== Segment start ==

//! Inline `@command` detection in free-form input
//!
//! The registry is built once at application start with the commands the
//! host exposes and is then shared by reference; parsing is stateless
//! and cheap enough to re-run on every keystroke.

use regex::Regex;

/// One recognized command occurrence in the input text. Offsets are byte
/// indices into the scanned string.
#[derive(Debug, Clone, PartialEq, Eq)]
pub struct CommandPosition {
    /// The token as it literally appeared, including the `@` prefix
    pub command: String,
    /// The canonical registered command id
    pub prefix: String,
    pub start_index: usize,
    pub end_index: usize,
}

pub struct CommandRegistry {
    prefixes: Vec<String>,
    token: Regex,
}

impl CommandRegistry {
    /// Builds a registry for the given command ids. Ids are matched
    /// case-insensitively; a missing `@` prefix is added.
    pub fn new(prefixes: impl IntoIterator<Item = impl Into<String>>) -> Self {
        let prefixes = prefixes
            .into_iter()
            .map(|prefix| {
                let prefix = prefix.into().to_ascii_lowercase();
                if prefix.starts_with('@') {
                    prefix
                } else {
                    format!("@{prefix}")
                }
            })
            .collect();
        Self {
            prefixes,
            // Maximal munch: the char after a match can never belong to
            // a token, so no separate trailing-boundary check is needed
            token: Regex::new(r"@[A-Za-z0-9][A-Za-z0-9_-]*").unwrap(),
        }
    }

    /// Scans `text` for registered command tokens, in order of
    /// appearance. A token only counts at the start of the text or after
    /// whitespace; unregistered tokens are skipped silently.
    pub fn parse(&self, text: &str) -> Vec<CommandPosition> {
        let mut positions = Vec::new();
        for found in self.token.find_iter(text) {
            let preceded_by_boundary = text[..found.start()]
                .chars()
                .next_back()
                .map_or(true, char::is_whitespace);
            if !preceded_by_boundary {
                continue;
            }
            let lowered = found.as_str().to_ascii_lowercase();
            if let Some(prefix) = self.prefixes.iter().find(|p| **p == lowered) {
                positions.push(CommandPosition {
                    command: found.as_str().to_string(),
                    prefix: prefix.clone(),
                    start_index: found.start(),
                    end_index: found.end(),
                });
            }
        }
        positions
    }
}
//! Single-slot handoff between interrupt and main-loop context.
//!
//! A `Mailbox` is a one-element `heapless::spsc` queue of frames. The
//! consumer can look at the pending frame without taking it, so the slot
//! stays occupied (and the producer locked out) until it is released.

use heapless::{consts::*, spsc};

use crate::protocol::{Frame, FRAME_CAPACITY};

#[derive(Debug, Clone, Copy, PartialEq, Eq)]
pub enum MailboxError {
    /// The previous frame has not been consumed yet.
    Full,
    /// Frame larger than the slot.
    Overflow,
}

pub struct Mailbox {
    queue: spsc::Queue<Frame, U1>,
}

impl Mailbox {
    pub fn new() -> Self {
        Self {
            queue: spsc::Queue::new(),
        }
    }

    /// Hand out the two ends. Holding `&mut self` makes sure there is only
    /// ever one of each.
    pub fn split(&mut self) -> (Producer<'_>, Consumer<'_>) {
        let (producer, consumer) = self.queue.split();
        (Producer { queue: producer }, Consumer { queue: consumer })
    }
}

impl Default for Mailbox {
    fn default() -> Self {
        Self::new()
    }
}

pub struct Producer<'a> {
    queue: spsc::Producer<'a, Frame, U1>,
}

impl Producer<'_> {
    pub fn is_full(&self) -> bool {
        !self.queue.ready()
    }

    /// Store `bytes` if the slot is free.
    pub fn post(&mut self, bytes: &[u8]) -> Result<(), MailboxError> {
        if self.is_full() {
            return Err(MailboxError::Full);
        }
        if bytes.len() > FRAME_CAPACITY {
            return Err(MailboxError::Overflow);
        }

        let frame = Frame::from_slice(bytes).map_err(|_| MailboxError::Overflow)?;
        self.queue.enqueue(frame).map_err(|_| MailboxError::Full)
    }
}

pub struct Consumer<'a> {
    queue: spsc::Consumer<'a, Frame, U1>,
}

impl Consumer<'_> {
    pub fn is_full(&self) -> bool {
        self.queue.ready()
    }

    /// The pending frame, left in place. The slot stays occupied until
    /// [`release`](Consumer::release), so the producer cannot overwrite it.
    pub fn peek(&self) -> Option<&[u8]> {
        self.queue.peek().map(|frame| &frame[..])
    }

    /// Free the slot for the next frame. No-op when empty.
    pub fn release(&mut self) {
        self.queue.dequeue();
    }

    /// Copy the pending frame into `out` and free the slot.
    ///
    /// Returns the number of bytes copied; bytes that do not fit are
    /// dropped with the frame.
    pub fn take_into(&mut self, out: &mut [u8]) -> Option<usize> {
        let frame = self.queue.dequeue()?;
        let len = frame.len().min(out.len());
        out[..len].copy_from_slice(&frame[..len]);
        Some(len)
    }
}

== Segment end ==

- REQUIREMENT -
Return the listing verbatim.

- WRITTEN SOLUTION -
//! Inline `@command` detection in free-form input
//!
//! The registry is built once at application start with the commands the
//! host exposes and is then shared by reference; parsing is stateless
//! and cheap enough to re-run on every keystroke.

use regex::Regex;

/// One recognized command occurrence in the input text. Offsets are byte
/// indices into the scanned string.
#[derive(Debug, Clone, PartialEq, Eq)]
pub struct CommandPosition {
    /// The token as it literally appeared, including the `@` prefix
    pub command: String,
    /// The canonical registered command id
    pub prefix: String,
    pub start_index: usize,
    pub end_index: usize,
}

pub struct CommandRegistry {
    prefixes: Vec<String>,
    token: Regex,
}

impl CommandRegistry {
    /// Builds a registry for the given command ids. Ids are matched
    /// case-insensitively; a missing `@` prefix is added.
    pub fn new(prefixes: impl IntoIterator<Item = impl Into<String>>) -> Self {
        let prefixes = prefixes
            .into_iter()
            .map(|prefix| {
                let prefix = prefix.into().to_ascii_lowercase();
                if prefix.starts_with('@') {
                    prefix
                } else {
                    format!("@{prefix}")
                }
            })
            .collect();
        Self {
            prefixes,
            // Maximal munch: the char after a match can never belong to
            // a token, so no separate trailing-boundary check is needed
            token: Regex::new(r"@[A-Za-z0-9][A-Za-z0-9_-]*").unwrap(),
        }
    }

    /// Scans `text` for registered command tokens, in order of
    /// appearance. A token only counts at the start of the text or after
    /// whitespace; unregistered tokens are skipped silently.
    pub fn parse(&self, text: &str) -> Vec<CommandPosition> {
        let mut positions = Vec::new();
        for found in self.token.find_iter(text) {
            let preceded_by_boundary = text[..found.start()]
                .chars()
                .next_back()
                .map_or(true, char::is_whitespace);
            if !preceded_by_boundary {
                continue;
            }
            let lowered = found.as_str().to_ascii_lowercase();
            if let Some(prefix) = self.prefixes.iter().find(|p| **p == lowered) {
                positions.push(CommandPosition {
                    command: found.as_str().to_string(),
                    prefix: prefix.clone(),
                    start_index: found.start(),
                    end_index: found.end(),
                });
            }
        }
        positions
    }
}
//! Single-slot handoff between interrupt and main-loop context.
//!
//! A `Mailbox` is a one-element `heapless::spsc` queue of frames. The
//! consumer can look at the pending frame without taking it, so the slot
//! stays occupied (and the producer locked out) until it is released.

use heapless::{consts::*, spsc};

use crate::protocol::{Frame, FRAME_CAPACITY};

#[derive(Debug, Clone, Copy, PartialEq, Eq)]
pub enum MailboxError {
    /// The previous frame has not been consumed yet.
    Full,
    /// Frame larger than the slot.
    Overflow,
}

pub struct Mailbox {
    queue: spsc::Queue<Frame, U1>,
}

impl Mailbox {
    pub fn new() -> Self {
        Self {
            queue: spsc::Queue::new(),
        }
    }

    /// Hand out the two ends. Holding `&mut self` makes sure there is only
    /// ever one of each.
    pub fn split(&mut self) -> (Producer<'_>, Consumer<'_>) {
        let (producer, consumer) = self.queue.split();
        (Producer { queue: producer }, Consumer { queue: consumer })
    }
}

impl Default for Mailbox {
    fn default() -> Self {
        Self::new()
    }
}

pub struct Producer<'a> {
    queue: spsc::Producer<'a, Frame, U1>,
}

impl Producer<'_> {
    pub fn is_full(&self) -> bool {
        !self.queue.ready()
    }

    /// Store `bytes` if the slot is free.
    pub fn post(&mut self, bytes: &[u8]) -> Result<(), MailboxError> {
        if self.is_full() {
            return Err(MailboxError::Full);
        }
        if bytes.len() > FRAME_CAPACITY {
            return Err(MailboxError::Overflow);
        }

        let frame = Frame::from_slice(bytes).map_err(|_| MailboxError::Overflow)?;
        self.queue.enqueue(frame).map_err(|_| MailboxError::Full)
    }
}

pub struct Consumer<'a> {
    queue: spsc::Consumer<'a, Frame, U1>,
}

impl Consumer<'_> {
    pub fn is_full(&self) -> bool {
        self.queue.ready()
    }

    /// The pending frame, left in place. The slot stays occupied until
    /// [`release`](Consumer::release), so the producer cannot overwrite it.
    pub fn peek(&self) -> Option<&[u8]> {
        self.queue.peek().map(|frame| &frame[..])
    }

    /// Free the slot for the next frame. No-op when empty.
    pub fn release(&mut self) {
        self.queue.dequeue();
    }

    /// Copy the pending frame into `out` and free the slot.
    ///
    /// Returns the number of bytes copied; bytes that do not fit are
    /// dropped with the frame.
    pub fn take_into(&mut self, out: &mut [u8]) -> Option<usize> {
        let frame = self.queue.dequeue()?;
        let len = frame.len().min(out.len());
        out[..len].copy_from_slice(&frame[..len]);
        Some(len)
    }
}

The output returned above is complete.